March 10, 2006

[Installations] A lot of Cyrus work

This week has been mostly a continuation of Cyrus IMAP work. The system itself is ready for production use, but there are a number of helper scripts and utilities that need to be developed before we can start the migration.

  • Tuesday I discovered that / and /usr were both at 99% full, even before thinking about going production, and after agonizing about this, I decided that the best thing to do was to repartition and re-Jumpstart. To make it slightly easier on myself (although building Cyrus and friends really isn’t that hard, as my SSL troubles last week showed), I made Solaris packages out of most of the software: Cyrus SASL, Cyrus IMAP, Perdition (and vanessa libs), and some perl libs — Cyrus::IMAP, and Mail::IMAP. Sendmail is still an after-build, and there are a number of other perl libs that I’ve since added to support the migration, user management, and quota scripts.
  • Top of the list of things yet to do, of course, is the migration utility itself. I’ve got one almost completely ready — it temporarily resets the user’s password, copies all the subscribed folders from KE to SIPALA, gets the user’s quota from the self service quota system, sets the LDAP mailHost attribute to sipala, and then resets the password back to the original. Still to complete is the part that grabs the forward and vacation settings, if present. I’d also like to extend it to general sieve copying and some other Cyrus admin work, for future use in migrating users from one Cyrus box to another, but that’s future.
  • As implied, there’s a quota system tie-in. I’ve been working on an XML-RPC interface to the quota system, or at least a subset of it, to use on SIPALA rather than the direct PostgreSQL connection.

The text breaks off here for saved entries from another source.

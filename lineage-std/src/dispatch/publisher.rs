//! # Polymorphic Publisher
//!
//! [`Publisher`] delivers an event to the subscribers of one listener handle.
//! It starts at the event's most-derived type and climbs the hierarchy, one
//! level per ancestor, stopping before the root. Each subscriber is stored
//! under exactly one type, so no subscriber runs twice in one call.
//!
//! # Example
//!
//! ```rust,ignore
//! let publisher = Publisher::builder()
//!     .filter(SubscriberFilter::new(|s| s.priority() >= 0))
//!     .build();
//! let report = publisher.publish(&event, &handle, None)?;
//! ```

use lineage_core::{
    BoxError, DynEvent, ListenerHandle, PublishError, Subscriber, SubscriberFilter, passes,
};
use std::ops::AddAssign;

/// Receives subscriber failures during a publish call.
///
/// When a handler is supplied, failures are contained: the handler is told
/// and delivery continues with the next subscriber.
pub trait ErrorHandler {
    /// Handle `error` raised by `subscriber` on behalf of `scope`.
    fn handle(&self, error: BoxError, scope: &ListenerHandle, subscriber: &Subscriber);
}

impl<F> ErrorHandler for F
where
    F: Fn(BoxError, &ListenerHandle, &Subscriber),
{
    fn handle(&self, error: BoxError, scope: &ListenerHandle, subscriber: &Subscriber) {
        self(error, scope, subscriber)
    }
}

/// Summary of one publish call.
#[derive(Debug, Clone, Copy, Default, PartialEq, Eq)]
pub struct DeliveryReport {
    /// Subscribers whose callback returned successfully.
    pub invoked: usize,
    /// Subscribers whose callback failed and were passed to the error handler.
    pub failed: usize,
    /// Subscribers skipped by the filter chain.
    pub filtered: usize,
}

impl DeliveryReport {
    /// Whether no subscriber was reached at all.
    pub fn is_empty(&self) -> bool {
        self.invoked == 0 && self.failed == 0 && self.filtered == 0
    }

    /// Subscribers whose callback ran, successfully or not.
    pub fn attempted(&self) -> usize {
        self.invoked + self.failed
    }
}

impl AddAssign for DeliveryReport {
    fn add_assign(&mut self, rhs: Self) {
        self.invoked += rhs.invoked;
        self.failed += rhs.failed;
        self.filtered += rhs.filtered;
    }
}

/// Delivers an event to the subscribers of one listener handle.
pub trait EventPublisher: Send + Sync {
    /// Deliver `event` to the subscribers indexed in `scope`.
    ///
    /// Without an error handler the first subscriber failure aborts the call.
    fn publish(
        &self,
        event: &dyn DynEvent,
        scope: &ListenerHandle,
        error_handler: Option<&dyn ErrorHandler>,
    ) -> Result<DeliveryReport, PublishError>;
}

/// The standard publisher.
#[derive(Debug, Clone)]
pub struct Publisher {
    polymorphic: bool,
    filters: Vec<Option<SubscriberFilter>>,
}

impl Default for Publisher {
    fn default() -> Self {
        Self::polymorphic()
    }
}

impl Publisher {
    /// A publisher that also reaches subscribers of every ancestor type.
    pub fn polymorphic() -> Self {
        Self {
            polymorphic: true,
            filters: Vec::new(),
        }
    }

    /// A publisher that only reaches subscribers of the exact runtime type.
    pub fn exact() -> Self {
        Self {
            polymorphic: false,
            filters: Vec::new(),
        }
    }

    /// Start building a publisher.
    pub fn builder() -> PublisherBuilder {
        PublisherBuilder::default()
    }

    /// Whether ancestor levels are visited.
    pub fn is_polymorphic(&self) -> bool {
        self.polymorphic
    }

    /// The subscriber filter chain.
    pub fn filters(&self) -> &[Option<SubscriberFilter>] {
        &self.filters
    }
}

impl EventPublisher for Publisher {
    fn publish(
        &self,
        event: &dyn DynEvent,
        scope: &ListenerHandle,
        error_handler: Option<&dyn ErrorHandler>,
    ) -> Result<DeliveryReport, PublishError> {
        let mut report = DeliveryReport::default();
        let levels = event
            .event_type()
            .ancestors()
            .take_while(|ty| !ty.is_root());

        for ty in levels {
            let group = scope.subscribers().group(ty);

            #[cfg(feature = "tracing")]
            {
                if !group.is_empty() {
                    tracing::trace!(level = %ty, subscribers = group.len(), "Visiting dispatch level");
                }
            }

            for subscriber in group {
                if !passes(&self.filters, subscriber) {
                    report.filtered += 1;
                    continue;
                }
                if !subscriber.accepts(event) {
                    continue;
                }
                match subscriber.call(scope, event) {
                    Ok(()) => report.invoked += 1,
                    Err(error) => match error_handler {
                        Some(handler) => {
                            report.failed += 1;
                            handler.handle(error, scope, subscriber);
                        }
                        None => {
                            return Err(PublishError::Subscriber {
                                subscriber: subscriber.id(),
                                event: event.event_type(),
                                source: error,
                            });
                        }
                    },
                }
            }

            if !self.polymorphic {
                break;
            }
        }

        Ok(report)
    }
}

/// Builder for [`Publisher`].
#[derive(Debug, Clone)]
pub struct PublisherBuilder {
    polymorphic: bool,
    filters: Vec<Option<SubscriberFilter>>,
}

impl Default for PublisherBuilder {
    fn default() -> Self {
        Self {
            polymorphic: true,
            filters: Vec::new(),
        }
    }
}

impl PublisherBuilder {
    /// Enable or disable the ancestor walk.
    pub fn polymorphic(mut self, polymorphic: bool) -> Self {
        self.polymorphic = polymorphic;
        self
    }

    /// Append a filter to the chain.
    pub fn filter(mut self, filter: SubscriberFilter) -> Self {
        self.filters.push(Some(filter));
        self
    }

    /// Append a chain of optional filters. Absent entries always pass.
    pub fn filters(mut self, filters: impl IntoIterator<Item = Option<SubscriberFilter>>) -> Self {
        self.filters.extend(filters);
        self
    }

    /// Build the publisher.
    pub fn build(self) -> Publisher {
        Publisher {
            polymorphic: self.polymorphic,
            filters: self.filters,
        }
    }
}

#[cfg(test)]
mod tests {
    use super::*;
    use crate::testing::{CountingCallback, ErrorLog, FailingCallback, Recorder, detached_handle};
    use lineage_core::{Event, EventRoot, EventType, SubscriberIndex};

    struct Base;
    impl Event for Base {
        type Parent = EventRoot;
    }

    struct Mid {
        base: Base,
    }
    impl Event for Mid {
        type Parent = Base;
        fn parent(&self) -> Option<&Base> {
            Some(&self.base)
        }
    }

    struct Leaf {
        mid: Mid,
    }
    impl Event for Leaf {
        type Parent = Mid;
        fn parent(&self) -> Option<&Mid> {
            Some(&self.mid)
        }
    }

    struct Orphan;
    impl Event for Orphan {
        type Parent = Base;
    }

    struct Loop;
    impl Event for Loop {
        type Parent = Loop;
    }

    fn leaf() -> Leaf {
        Leaf {
            mid: Mid { base: Base },
        }
    }

    #[test]
    fn levels_run_most_derived_first() {
        let recorder = Recorder::new();
        let mut index = SubscriberIndex::new();
        index.add(Subscriber::new(EventType::of::<Base>(), recorder.callback("base")));
        index.add(Subscriber::new(EventType::of::<Leaf>(), recorder.callback("leaf")));
        index.add(Subscriber::new(EventType::of::<Mid>(), recorder.callback("mid")));
        let handle = detached_handle(index);

        let report = Publisher::polymorphic().publish(&leaf(), &handle, None).unwrap();
        assert_eq!(recorder.labels(), vec!["leaf", "mid", "base"]);
        assert_eq!(report.invoked, 3);

        recorder.clear();
        Publisher::exact().publish(&leaf(), &handle, None).unwrap();
        assert_eq!(recorder.labels(), vec!["leaf"]);

        recorder.clear();
        Publisher::polymorphic().publish(&Base, &handle, None).unwrap();
        assert_eq!(recorder.labels(), vec!["base"]);
    }

    #[test]
    fn no_subscribers_is_a_silent_no_op() {
        let handle = detached_handle(SubscriberIndex::new());
        let report = Publisher::default().publish(&leaf(), &handle, None).unwrap();
        assert!(report.is_empty());
    }

    #[test]
    fn handler_contains_failures() {
        let first = CountingCallback::new();
        let third = CountingCallback::new();
        let mut index = SubscriberIndex::with_storage(lineage_core::Storage::List);
        index.add(Subscriber::new(EventType::of::<Mid>(), first.clone()));
        let failing = Subscriber::new(EventType::of::<Mid>(), FailingCallback::new("boom"));
        index.add(failing.clone());
        index.add(Subscriber::new(EventType::of::<Mid>(), third.clone()));
        let handle = detached_handle(index);
        let log = ErrorLog::new();

        let report = Publisher::polymorphic()
            .publish(&leaf(), &handle, Some(&log))
            .unwrap();
        assert_eq!(first.count(), 1);
        assert_eq!(third.count(), 1);
        assert_eq!(log.entries(), vec![(failing.id(), "boom".to_string())]);
        assert_eq!(report.attempted(), 3);
        assert_eq!(report.failed, 1);
    }

    #[test]
    fn missing_handler_fails_fast() {
        let first = CountingCallback::new();
        let third = CountingCallback::new();
        let mut index = SubscriberIndex::with_storage(lineage_core::Storage::List);
        index.add(Subscriber::new(EventType::of::<Mid>(), first.clone()));
        let failing = Subscriber::new(EventType::of::<Mid>(), FailingCallback::new("boom"));
        index.add(failing.clone());
        index.add(Subscriber::new(EventType::of::<Mid>(), third.clone()));
        let handle = detached_handle(index);

        let err = Publisher::polymorphic()
            .publish(&leaf(), &handle, None)
            .unwrap_err();
        assert_eq!(err.subscriber(), failing.id());
        assert_eq!(first.count(), 1);
        assert_eq!(third.count(), 0);
    }

    #[test]
    fn filters_skip_without_side_effects() {
        let kept = CountingCallback::new();
        let skipped = CountingCallback::new();
        let mut index = SubscriberIndex::new();
        index.add(Subscriber::new(EventType::of::<Base>(), kept.clone()).with_priority(1));
        index.add(Subscriber::new(EventType::of::<Base>(), skipped.clone()).with_priority(-1));
        let handle = detached_handle(index);

        let publisher = Publisher::builder()
            .filters([None])
            .filter(SubscriberFilter::new(|s: &Subscriber| s.priority() >= 0))
            .filters([None])
            .build();
        let report = publisher.publish(&Base, &handle, None).unwrap();
        assert_eq!(kept.count(), 1);
        assert_eq!(skipped.count(), 0);
        assert_eq!(report.filtered, 1);
    }

    #[test]
    fn ancestors_without_a_value_are_skipped() {
        let on_base = CountingCallback::new();
        let on_orphan = CountingCallback::new();
        let mut index = SubscriberIndex::new();
        index.add(Subscriber::typed::<Base, _>(|_, _| Ok(())));
        index.add(Subscriber::new(EventType::of::<Base>(), on_base.clone()));
        index.add(Subscriber::new(EventType::of::<Orphan>(), on_orphan.clone()));
        let handle = detached_handle(index);

        let report = Publisher::polymorphic().publish(&Orphan, &handle, None).unwrap();
        assert_eq!(report.invoked, 1);
        assert_eq!(on_orphan.count(), 1);
        assert_eq!(on_base.count(), 0);
    }

    #[test]
    fn cyclic_parent_is_visited_once() {
        let calls = CountingCallback::new();
        let mut index = SubscriberIndex::new();
        index.add(Subscriber::new(EventType::of::<Loop>(), calls.clone()));
        let handle = detached_handle(index);

        let report = Publisher::polymorphic().publish(&Loop, &handle, None).unwrap();
        assert_eq!(report.invoked, 1);
        assert_eq!(calls.count(), 1);
    }
}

I think the XML-RPC is more portable, and it means I don’t have to install PostgreSQL libraries on SIPALA. It also means we could use MySQL as the database for the quota system if we wanted to. The part of the XML-RPC server that supports the migration script is done, and some parts that support the cron update scripts are done, but there’s more work there. I also need to tool the web interface for the quota system to take you to the mail host that your mail is on, rather than assuming everyone’s on the same mail host.
  • Also, as implied, there’s a WebDB tie in. WebDB is where forwarding and vacations are set, so it needs to be made aware of sieve. I’ve considered putting that info into LDAP and letting both KE and SIPALA generate the necessary stuff from there, but I think that’s actually not the best way. I think WebDB needs to be looking at the mailHost attribute itself and then either talking KE’s own peculiar language or sieve as appropriate.